### REQUIRED ACTION
The lines from the start of the records through the one containing "use tracing::debug;" are to be transcribed exactly, and nothing else.

### DATA FOR THIS EXERCISE
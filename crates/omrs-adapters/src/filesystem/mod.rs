//! Filesystem adapters.

mod local;

pub use local::LocalFilesystem;
//! Interactive dialogues built on the [`Prompter`] port.
//!
//! Every `*_or_prompt` helper returns the supplied value when there is one
//! and asks otherwise, so commands behave the same whether an option was
//! passed on the command line or answered at the prompt.

use tracing::debug;

use crate::application::{
    ApplicationError,
    ports::{Prompter, ServerStore},
};
use crate::domain::{DatabaseConfig, DbDriver, DomainError, DomainValidator, Version};
use crate::error::SdkResult;

/// Attempts before a question that keeps getting invalid answers gives up.
const MAX_ATTEMPTS: usize = 10;

const DEFAULT_SERVER_ID: &str = "server";
const PLATFORM_CHOICE: &str = "Platform";
const DISTRIBUTION_CHOICE: &str = "Distribution";

/// What a server should run: a distribution manifest or a bare platform.
#[derive(Debug, Clone, PartialEq, Eq)]
pub enum InstallTarget {
    /// Manifest path or `artifactId:version` coordinates.
    Distribution(String),
    /// Platform version.
    Platform(String),
}

/// Question/answer helpers shared by the services.
pub struct Wizard<'a> {
    prompter: &'a dyn Prompter,
}

impl<'a> Wizard<'a> {
    pub fn new(prompter: &'a dyn Prompter) -> Self {
        Self { prompter }
    }

    pub fn show(&self, message: &str) {
        self.prompter.show(message);
    }

    /// The value if present and non-blank, else the answer to `prompt`.
    pub fn value_or_prompt(
        &self,
        value: Option<&str>,
        prompt: &str,
        default: Option<&str>,
    ) -> SdkResult<String> {
        match value.map(str::trim).filter(|v| !v.is_empty()) {
            Some(value) => Ok(value.to_string()),
            None => self.prompter.ask(prompt, default),
        }
    }

    /// Like [`Self::value_or_prompt`], re-asking until `validate` accepts
    /// the answer. An invalid supplied value is reported and then asked for.
    pub fn validated<T>(
        &self,
        value: Option<&str>,
        prompt: &str,
        default: Option<&str>,
        validate: impl Fn(&str) -> Result<T, DomainError>,
    ) -> SdkResult<T> {
        let mut candidate = self.value_or_prompt(value, prompt, default)?;
        for _ in 0..MAX_ATTEMPTS {
            match validate(&candidate) {
                Ok(valid) => return Ok(valid),
                Err(e) => {
                    debug!(answer = %candidate, error = %e, "Rejected answer");
                    self.prompter.show(&e.to_string());
                    candidate = self.prompter.ask(prompt, default)?;
                }
            }
        }
        validate(&candidate).map_err(|e| ApplicationError::ValidationFailed(e.to_string()).into())
    }

    /// Numbered choice between `options`.
    ///
    /// With `custom` set an extra entry lets the user type a value of their
    /// own, asked with that text as the prompt. An answer may be the option
    /// number or the option text itself.
    pub fn choose(
        &self,
        prompt: &str,
        options: &[String],
        custom: Option<&str>,
    ) -> SdkResult<String> {
        if options.is_empty() {
            return match custom {
                Some(custom_prompt) => self.prompter.ask(custom_prompt, None),
                None => Err(ApplicationError::ValidationFailed(format!(
                    "no options available for '{prompt}'"
                ))
                .into()),
            };
        }

        self.prompter.show(prompt);
        for (i, option) in options.iter().enumerate() {
            self.prompter.show(&format!("{}) {}", i + 1, option));
        }
        let custom_index = options.len() + 1;
        if custom.is_some() {
            self.prompter.show(&format!("{custom_index}) Other..."));
        }

        for _ in 0..MAX_ATTEMPTS {
            let answer = self.prompter.ask("Which one?", Some("1"))?;
            let answer = answer.trim();

            if let Some(found) = options.iter().find(|o| o.as_str() == answer) {
                return Ok(found.clone());
            }
            match answer.parse::<usize>() {
                Ok(n) if (1..=options.len()).contains(&n) => return Ok(options[n - 1].clone()),
                Ok(n) if n == custom_index => {
                    if let Some(custom_prompt) = custom {
                        return self.prompter.ask(custom_prompt, None);
                    }
                }
                _ => {}
            }
            self.prompter
                .show(&format!("'{answer}' is not a valid choice, try again"));
        }

        Err(ApplicationError::ValidationFailed(format!("no valid choice for '{prompt}'")).into())
    }

    /// Yes/no question; a blank answer means yes.
    pub fn yes_no(&self, prompt: &str) -> SdkResult<bool> {
        let answer = self.prompter.ask(&format!("{prompt} [Y/n]"), Some("y"))?;
        Ok(matches!(answer.trim().to_lowercase().as_str(), "y" | "yes"))
    }

    /// Id for a new server. The default is the first of `server`,
    /// `server1`, `server2`, ... that is not taken.
    pub fn server_id_or_prompt(
        &self,
        value: Option<&str>,
        store: &dyn ServerStore,
    ) -> SdkResult<String> {
        let default = next_free_server_id(store);
        self.validated(
            value,
            "Specify server id",
            Some(&default),
            DomainValidator::server_id,
        )
    }

    /// Id of an existing server; defaults to the most recently used one.
    pub fn existing_server_or_prompt(
        &self,
        value: Option<&str>,
        store: &dyn ServerStore,
    ) -> SdkResult<String> {
        let server_id = match value.map(str::trim).filter(|v| !v.is_empty()) {
            Some(id) => id.to_string(),
            None => {
                let servers = store.list()?;
                if !servers.is_empty() {
                    self.prompter
                        .show(&format!("Recent servers: {}", servers.join(", ")));
                }
                self.prompter
                    .ask("Specify server id", servers.first().map(String::as_str))?
            }
        };

        if !store.exists(&server_id) {
            return Err(ApplicationError::ServerNotFound { id: server_id }.into());
        }
        Ok(server_id)
    }

    /// Distribution or platform version, from the supplied options or asked.
    ///
    /// Platform versions are offered from `platform_versions` with a custom
    /// entry; a custom version must parse as a dotted numeric version.
    pub fn install_target_or_prompt(
        &self,
        distribution: Option<&str>,
        platform_version: Option<&str>,
        platform_versions: &[String],
    ) -> SdkResult<InstallTarget> {
        if let Some(reference) = distribution.map(str::trim).filter(|v| !v.is_empty()) {
            return Ok(InstallTarget::Distribution(reference.to_string()));
        }
        if let Some(version) = platform_version.map(str::trim).filter(|v| !v.is_empty()) {
            Version::parse(version)?;
            return Ok(InstallTarget::Platform(version.to_string()));
        }

        let kinds = vec![PLATFORM_CHOICE.to_string(), DISTRIBUTION_CHOICE.to_string()];
        if self.choose("What would you like to install?", &kinds, None)? == DISTRIBUTION_CHOICE {
            let reference = self.prompter.ask(
                "Specify distribution (manifest path or artifactId:version)",
                None,
            )?;
            return Ok(InstallTarget::Distribution(reference.trim().to_string()));
        }

        let version = self.choose(
            "Which platform version would you like to install?",
            platform_versions,
            Some("Specify platform version"),
        )?;
        let version = self.validated(Some(&version), "Specify platform version", None, |v| {
            Version::parse(v).map(|_| v.to_string())
        })?;
        Ok(InstallTarget::Platform(version))
    }

    /// Database settings: H2 on request, MySQL otherwise.
    pub fn database_or_prompt(&self, value: Option<DatabaseConfig>) -> SdkResult<DatabaseConfig> {
        if let Some(database) = value {
            return Ok(database);
        }

        if self.yes_no(
            "Would you like to use the h2 database (note that some modules do not support it)?",
        )? {
            return Ok(DatabaseConfig::h2());
        }

        let default_uri = format!("{}/@DBNAME@", DbDriver::MySql.default_uri());
        let uri = self.prompter.ask("Specify database uri", Some(&default_uri))?;
        let user = self.prompter.ask("Specify database username", Some("root"))?;
        let password = self.prompter.ask("Specify database password", Some(""))?;

        Ok(DatabaseConfig::mysql(&uri, user, password))
    }
}

fn next_free_server_id(store: &dyn ServerStore) -> String {
    if !store.exists(DEFAULT_SERVER_ID) {
        return DEFAULT_SERVER_ID.to_string();
    }
    (1..)
        .map(|i| format!("{DEFAULT_SERVER_ID}{i}"))
        .find(|id| !store.exists(id))
        .unwrap_or_else(|| DEFAULT_SERVER_ID.to_string())
}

### RESPONSE TO THIS TASK
filename crates/omrs-adapters/src/filesystem/mod.rs
//! Filesystem adapters.

mod local;

pub use local::LocalFilesystem;
//! Interactive dialogues built on the [`Prompter`] port.
//!
//! Every `*_or_prompt` helper returns the supplied value when there is one
//! and asks otherwise, so commands behave the same whether an option was
//! passed on the command line or answered at the prompt.

use tracing::debug;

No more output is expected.